Location-based social network Brightkite announced this morning that it has added what it calls the first mobile Augmented Reality advertising for U.S. markets to its AR layer in the Layar augmented reality browser. Augmented Reality (AR) is a class of technologies that place data from the web on top of a camera view of the physical world. Layar is a browser for a wide variety of AR data layers, from real-estate listings to government data to messages posted to networks like Brightkite. It is available for Android phones and was available on the iPhone until it was withdrawn from the marketplace last week due to excessive crashes.

The Brightkite ads appear to be just for electronics retailer BestBuy so far, and are displayed as unique markers in your field of view when pointed towards one of the stores.

Big round circles have been added to Brightkite camera-view annotations, designating the location of nearby BestBuy stores. The circles join the clearly different annotations for text messages and photos posted by nearby users. The ads are relatively unobtrusive for now.

These ads appear in all search results pages, whether they are relevant or not. For example, no one has posted on Brightkite about "pizza" within miles of me for the last three days, but a search for pizza displays a number of search results on my phone's radar. It turns out those are the BestBuys in my area. The same results appear in searches for "love" and "flatulence" - it's all BestBuy. If advertising proliferates on platforms like this then it's going to have to become contextual.

These are the early days in mobile Augmented Reality advertising, but the field is expected to be big. AR has been become increasingly common in recent months as a gimmick in print ads that can be held up to a webcam to display a 3D image, but we're unaware of previous experiments like what Brightkite is doing on Layar.

Is the advertising industry excited about mobile AR advertising? Blake Robinson, director of research and measurement at social media marketing firm Attention, says he is. "If the question is whether or not money will be pumped into mobile AR advertising," he says,"I'd say it's not a question of if, but when - and I'd say soon.

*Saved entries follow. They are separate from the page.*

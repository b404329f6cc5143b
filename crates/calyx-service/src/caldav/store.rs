//! Persistence seam for masters and their materialized instances.
//!
//! Masters live in an arena keyed by [`MasterId`]; instances are keyed by
//! `(MasterId, RecurrenceId)` and never hold a reference to their master.

use std::collections::{BTreeMap, HashMap};

use calyx_rfc::rfc::ical::core::RecurrenceId;

use super::model::{MasterEvent, MasterId, RecurrenceInstance};
use super::recurrence::Reconciliation;
use crate::error::{ServiceError, ServiceResult};

/// Storage operations the recurrence workflows need.
pub trait RecurrenceStore {
    /// ## Errors
    /// `ServiceError::Conflict` if a master with the same UID exists.
    fn insert_master(&mut self, master: MasterEvent) -> ServiceResult<MasterId>;

    /// ## Errors
    /// `ServiceError::NotFound` for an unknown id, `Conflict` if the UID changes.
    fn update_master(&mut self, id: MasterId, master: MasterEvent) -> ServiceResult<()>;

    /// Removes the master together with all of its instances.
    ///
    /// ## Errors
    /// `ServiceError::NotFound` for an unknown id.
    fn delete_master(&mut self, id: MasterId) -> ServiceResult<MasterEvent>;

    fn master(&self, id: MasterId) -> Option<&MasterEvent>;

    fn master_by_uid(&self, uid: &str) -> Option<MasterId>;

    /// ## Errors
    /// `NotFound` for an unknown master, `Conflict` for a taken recurrence-id.
    fn insert_instance(&mut self, instance: RecurrenceInstance) -> ServiceResult<()>;

    /// ## Errors
    /// `NotFound` unless the instance exists.
    fn update_instance(&mut self, instance: RecurrenceInstance) -> ServiceResult<()>;

    /// ## Errors
    /// `NotFound` unless the instance exists.
    fn remove_instance(
        &mut self,
        id: MasterId,
        recurrence_id: &RecurrenceId,
    ) -> ServiceResult<RecurrenceInstance>;

    fn instance(&self, id: MasterId, recurrence_id: &RecurrenceId) -> Option<&RecurrenceInstance>;

    /// Instances of one master ordered by recurrence-id.
    fn instances(&self, id: MasterId) -> Vec<RecurrenceInstance>;

    /// ## Summary
    /// Applies a reconciliation as one unit.
    ///
    /// ## Errors
    /// Fails without changing anything if any delta does not fit the stored
    /// state.
    fn apply_reconciliation(&mut self, reconciliation: &Reconciliation) -> ServiceResult<()>;
}

/// In-memory arena store.
#[derive(Debug, Default)]
pub struct MemoryStore {
    masters: HashMap<MasterId, MasterEvent>,
    uids: HashMap<String, MasterId>,
    instances: HashMap<MasterId, BTreeMap<RecurrenceId, RecurrenceInstance>>,
}

impl MemoryStore {
    #[must_use]
    pub fn new() -> Self {
        Self::default()
    }

    fn not_found(id: MasterId) -> ServiceError {
        ServiceError::NotFound(format!("master {id}"))
    }

    fn missing_instance(id: MasterId, recurrence_id: &RecurrenceId) -> ServiceError {
        ServiceError::NotFound(format!("instance {recurrence_id} of master {id}"))
    }

    fn check(&self, reconciliation: &Reconciliation) -> ServiceResult<()> {
        let id = reconciliation.master_id;
        if !self.masters.contains_key(&id) {
            return Err(Self::not_found(id));
        }
        let stored = self.instances.get(&id);
        let exists = |recurrence_id: &RecurrenceId| {
            stored.is_some_and(|instances| instances.contains_key(recurrence_id))
        };

        for instance in &reconciliation.to_add {
            if instance.master_id != id {
                return Err(ServiceError::InvariantViolation(
                    "reconciliation delta for another master",
                ));
            }
            if exists(&instance.recurrence_id) {
                return Err(ServiceError::Conflict(format!(
                    "instance {} of master {id} already exists",
                    instance.recurrence_id
                )));
            }
        }
        for instance in reconciliation
            .to_update
            .iter()
            .chain(&reconciliation.to_remove)
        {
            if instance.master_id != id {
                return Err(ServiceError::InvariantViolation(
                    "reconciliation delta for another master",
                ));
            }
            if !exists(&instance.recurrence_id) {
                return Err(Self::missing_instance(id, &instance.recurrence_id));
            }
        }
        Ok(())
    }
}

impl RecurrenceStore for MemoryStore {
    fn insert_master(&mut self, master: MasterEvent) -> ServiceResult<MasterId> {
        if self.uids.contains_key(&master.uid) {
            return Err(ServiceError::Conflict(format!(
                "event {} already exists",
                master.uid
            )));
        }
        let id = MasterId::new();
        self.uids.insert(master.uid.clone(), id);
        self.masters.insert(id, master);
        self.instances.insert(id, BTreeMap::new());
        tracing::trace!(%id, "Inserted master");
        Ok(id)
    }

    fn update_master(&mut self, id: MasterId, master: MasterEvent) -> ServiceResult<()> {
        let slot = self.masters.get_mut(&id).ok_or_else(|| Self::not_found(id))?;
        if slot.uid != master.uid {
            return Err(ServiceError::Conflict(format!(
                "event {} cannot change its UID to {}",
                slot.uid, master.uid
            )));
        }
        *slot = master;
        Ok(())
    }

    fn delete_master(&mut self, id: MasterId) -> ServiceResult<MasterEvent> {
        let master = self.masters.remove(&id).ok_or_else(|| Self::not_found(id))?;
        self.uids.remove(&master.uid);
        let removed = self.instances.remove(&id).map_or(0, |instances| instances.len());
        tracing::trace!(%id, removed, "Deleted master");
        Ok(master)
    }

    fn master(&self, id: MasterId) -> Option<&MasterEvent> {
        self.masters.get(&id)
    }

    fn master_by_uid(&self, uid: &str) -> Option<MasterId> {
        self.uids.get(uid).copied()
    }

    fn insert_instance(&mut self, instance: RecurrenceInstance) -> ServiceResult<()> {
        let id = instance.master_id;
        let instances = self
            .instances
            .get_mut(&id)
            .ok_or_else(|| Self::not_found(id))?;
        if instances.contains_key(&instance.recurrence_id) {
            return Err(ServiceError::Conflict(format!(
                "instance {} of master {id} already exists",
                instance.recurrence_id
            )));
        }
        instances.insert(instance.recurrence_id.clone(), instance);
        Ok(())
    }

    fn update_instance(&mut self, instance: RecurrenceInstance) -> ServiceResult<()> {
        let id = instance.master_id;
        let slot = self
            .instances
            .get_mut(&id)
            .and_then(|instances| instances.get_mut(&instance.recurrence_id))
            .ok_or_else(|| Self::missing_instance(id, &instance.recurrence_id))?;
        *slot = instance;
        Ok(())
    }

    fn remove_instance(
        &mut self,
        id: MasterId,
        recurrence_id: &RecurrenceId,
    ) -> ServiceResult<RecurrenceInstance> {
        self.instances
            .get_mut(&id)
            .and_then(|instances| instances.remove(recurrence_id))
            .ok_or_else(|| Self::missing_instance(id, recurrence_id))
    }

    fn instance(&self, id: MasterId, recurrence_id: &RecurrenceId) -> Option<&RecurrenceInstance> {
        self.instances
            .get(&id)
            .and_then(|instances| instances.get(recurrence_id))
    }

    fn instances(&self, id: MasterId) -> Vec<RecurrenceInstance> {
        self.instances
            .get(&id)
            .map(|instances| instances.values().cloned().collect())
            .unwrap_or_default()
    }

    fn apply_reconciliation(&mut self, reconciliation: &Reconciliation) -> ServiceResult<()> {
        self.check(reconciliation)?;

        let id = reconciliation.master_id;
        let instances = self.instances.entry(id).or_default();
        for instance in &reconciliation.to_remove {
            instances.remove(&instance.recurrence_id);
        }
        for instance in reconciliation
            .to_update
            .iter()
            .chain(&reconciliation.to_add)
        {
            instances.insert(instance.recurrence_id.clone(), instance.clone());
        }

        tracing::debug!(
            %id,
            added = reconciliation.to_add.len(),
            updated = reconciliation.to_update.len(),
            removed = reconciliation.to_remove.len(),
            "Applied reconciliation"
        );
        Ok(())
    }
}

#[cfg(test)]
mod tests {
    use super::*;
    use crate::caldav::model::OccurrencePeriod;
    use crate::caldav::recurrence::{RecurrenceIdForm, reconcile};
    use chrono::{DateTime, TimeDelta, Utc};

    fn instant(text: &str) -> DateTime<Utc> {
        text.parse::<calyx_rfc::rfc::ical::core::EventTime>()
            .expect("valid value")
            .naive()
            .and_utc()
    }

    fn period(text: &str) -> OccurrencePeriod {
        let start = instant(text);
        OccurrencePeriod::new(start, start + TimeDelta::hours(1))
    }

    fn master() -> MasterEvent {
        MasterEvent::new("meeting", "20240101T090000Z".parse().expect("valid value"))
    }

    #[test_log::test]
    fn uid_is_unique() {
        let mut store = MemoryStore::new();
        store.insert_master(master()).expect("first insert");
        let err = store.insert_master(master()).expect_err("duplicate uid");
        assert!(matches!(err, ServiceError::Conflict(_)));
    }

    #[test_log::test]
    fn reconciliation_is_applied_atomically() {
        let mut store = MemoryStore::new();
        let id = store.insert_master(master()).expect("insert");

        let first = reconcile(
            id,
            &[period("20240101T090000Z"), period("20240108T090000Z")],
            RecurrenceIdForm::Utc,
            &[],
            Vec::new(),
        );
        store.apply_reconciliation(&first).expect("apply");
        assert_eq!(store.instances(id).len(), 2);

        // replaying the same additions must fail without touching anything
        let err = store.apply_reconciliation(&first).expect_err("already added");
        assert!(matches!(err, ServiceError::Conflict(_)));
        assert_eq!(store.instances(id).len(), 2);

        let second = reconcile(
            id,
            &[period("20240108T090000Z")],
            RecurrenceIdForm::Utc,
            &store.instances(id),
            Vec::new(),
        );
        store.apply_reconciliation(&second).expect("apply");
        let remaining: Vec<String> = store
            .instances(id)
            .into_iter()
            .map(|instance| instance.recurrence_id.to_string())
            .collect();
        assert_eq!(remaining, vec!["20240108T090000Z".to_owned()]);
    }

    #[test_log::test]
    fn deleting_master_drops_instances() {
        let mut store = MemoryStore::new();
        let id = store.insert_master(master()).expect("insert");
        store
            .insert_instance(RecurrenceInstance {
                master_id: id,
                recurrence_id: "20240101T090000Z".parse().expect("valid rid"),
                start: instant("20240101T090000Z"),
                end: instant("20240101T100000Z"),
                overrides: None,
            })
            .expect("insert instance");

        store.delete_master(id).expect("delete");
        assert!(store.instances(id).is_empty());
        assert_eq!(store.master_by_uid("meeting"), None);
        assert!(store.insert_master(master()).is_ok());
    }
}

"For the first time in a long time local businesses could be given opportunities by advertisers to reach not just potential patrons but people who are literally at their doorsteps. There is a lot of potential for good here, a lot of potential for irritation too, but I'm more excited than daunted."

Will consumers find the ads more useful than invasive? That's an age-old question in the relationship between advertisers and consumers.